Va da sé che se a ogni piè sospinto ci si richiama a queste personalità non è per ostentare una sterile erudizione o, peggio, per mero spirito di campanilismo. Al contrario, e lo spirito del nostro progetto è appunto questo, è di vedere che cosa è possibile fare per utilizzare quel patrimonio di idee, di valori, di contenuti che quelle personalità hanno prodotto e ci hanno lasciato in eredità a fini contingenti. È pur vero che come ha infelicemente detto un ministro della Repubblica alcuni anni fa che “con la cultura non si mangiare”, o come dicevano i latini “carmina non dant panem”, ma è altresì incontrovertibile che la cultura può, sì, dare da mangiare. Solo se si sanno ben utilizzare gli strumenti giusti e sfruttare gli opportuni canali che la politica comunitaria mette a disposizione.
Mi riferisco in particolare al programma “Next generation UE” e alle notevoli disponibilità finanziarie che il Piano nazionale di ripresa e resilienza mettono a disposizione nel programma per il recupero e la valorizzazione dei centri storici e dei piccoli borghi a rischio estinzione demografica. D’accordo che la maggiore risorsa della nostra realtà è il turismo, specie quello estivo legato al mare; ma è innegabile che ormai il solo mare, il sole per la maggior parte dell’anno, le spiagge pulite non sono di per sé sufficienti. Occorre riqualificare e arricchire tutto questo utilizzando, appunto, la componente culturale, facendo ricorso a tutto quel patrimonio storico, naturalistico, enogastronomico di cui si ha a disposizione per rendere fruibile il bene turismo. Non solo per pochi mesi all’anno ma per un arco di tempo più ampio e in modo diversificato.

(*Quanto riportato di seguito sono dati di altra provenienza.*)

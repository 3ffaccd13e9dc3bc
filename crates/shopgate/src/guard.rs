//! Request admission and throttling responses.

use crate::config::GuardConfig;
use crate::error::Result;
use http::header::{HeaderValue, RETRY_AFTER};
use http::{HeaderMap, StatusCode};
use serde_json::{Value, json};
use shopgate_limiter::{
    Clock, PolicyClass, RateLimitDecision, RateLimiters, SystemClock, client_key,
};
use std::sync::Arc;
use tracing::{debug, warn};

/// Status to answer a throttled request with.
pub const THROTTLED_STATUS: StatusCode = StatusCode::TOO_MANY_REQUESTS;

const LIMIT_HEADER: &str = "x-ratelimit-limit";
const REMAINING_HEADER: &str = "x-ratelimit-remaining";
const RESET_HEADER: &str = "x-ratelimit-reset";

/// Admission check for incoming requests.
///
/// Cheap to clone; clones share the same limiters.
///
/// # Examples
///
/// ```rust
/// use http::HeaderMap;
/// use shopgate::{Guard, GuardConfig, PolicyClass, rate_limit_headers};
///
/// # fn main() -> shopgate::Result<()> {
/// let guard = Guard::from_config(&GuardConfig::default())?;
/// let mut headers = HeaderMap::new();
/// headers.insert("x-real-ip", "203.0.113.7".parse().unwrap());
///
/// let decision = guard.check(PolicyClass::Auth, &headers);
/// assert!(decision.allowed);
/// assert_eq!(decision.remaining, 4);
///
/// let response_headers = rate_limit_headers(&decision, guard.now_millis());
/// assert_eq!(response_headers["x-ratelimit-limit"], "5");
/// # Ok(())
/// # }
/// ```
#[derive(Debug)]
pub struct Guard<C = SystemClock> {
    limiters: Arc<RateLimiters<C>>,
}

impl<C> Clone for Guard<C> {
    fn clone(&self) -> Self {
        Self {
            limiters: Arc::clone(&self.limiters),
        }
    }
}

impl Guard {
    /// Build limiters from `config` on the wall clock.
    pub fn from_config(config: &GuardConfig) -> Result<Self> {
        Ok(Self::new(Arc::new(config.build_limiters()?)))
    }
}

impl<C: Clock> Guard<C> {
    /// Wrap existing limiters.
    pub fn new(limiters: Arc<RateLimiters<C>>) -> Self {
        Self { limiters }
    }

    /// The shared limiters, e.g. for a [`CleanupTask`](crate::CleanupTask).
    pub fn limiters(&self) -> &Arc<RateLimiters<C>> {
        &self.limiters
    }

    /// Check a request under `class`, keyed by client IP and user agent.
    pub fn check(&self, class: PolicyClass, headers: &HeaderMap) -> RateLimitDecision {
        self.check_key(class, &client_key(headers))
    }

    /// Check an explicit key under `class`.
    pub fn check_key(&self, class: PolicyClass, key: &str) -> RateLimitDecision {
        let decision = self.limiters.get(class).check(key);
        if !decision.allowed {
            warn!(class = %class, reset_at_ms = decision.reset_at_ms, "Rate limit exceeded");
            debug!(class = %class, key, "Rate limited key");
        }
        decision
    }

    /// Now, on the limiters' clock. Pass this to [`rate_limit_headers`] and
    /// [`throttled_body`].
    pub fn now_millis(&self) -> u64 {
        self.limiters.get(PolicyClass::Api).now_millis()
    }
}

/// Rate limit metadata for a response.
///
/// Always sets `x-ratelimit-limit`, `x-ratelimit-remaining` and
/// `x-ratelimit-reset` (epoch seconds, rounded up). `retry-after` is added
/// only for a denial.
pub fn rate_limit_headers(decision: &RateLimitDecision, now_ms: u64) -> HeaderMap {
    let mut headers = HeaderMap::with_capacity(4);
    headers.insert(LIMIT_HEADER, HeaderValue::from(decision.limit));
    headers.insert(REMAINING_HEADER, HeaderValue::from(decision.remaining));
    headers.insert(
        RESET_HEADER,
        HeaderValue::from(decision.reset_at_ms.div_ceil(1_000)),
    );

    if !decision.allowed {
        let wait = decision.retry_after(now_ms);
        headers.insert(RETRY_AFTER, HeaderValue::from(wait.as_secs()));
    }
    headers
}

/// JSON body for a throttled request: `{"error": "Too many requests", "retryAfter": <secs>}`.
pub fn throttled_body(decision: &RateLimitDecision, now_ms: u64) -> Value {
    json!({
        "error": "Too many requests",
        "retryAfter": decision.retry_after(now_ms).as_secs(),
    })
}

In ultima analisi, dicendo ciò penso alle tante prospettive che ci si potrebbero aprire davanti, dagli alberghi diffusi ai parchi letterari – tanto per fare un esempio –, a percorsi interurbani dei saperi e dei sapori, e, perché no, a una politica che miri a promuovere iniziative, come una fiscalità di vantaggio per il centro storico e incentivi urbanistici, per porre un freno al continuo depauperamento demografico di un paese in cui, per la sua storia, la sua cultura, le sue meravigliose tradizioni, sarebbe tutt’oggi bello viverci e operare.
Allora sì, in una siffatta prospettiva varrebbe la pena dire che l’opera intrapresa da quei nostri insigni concittadini non sia stata cosa sterile e vana.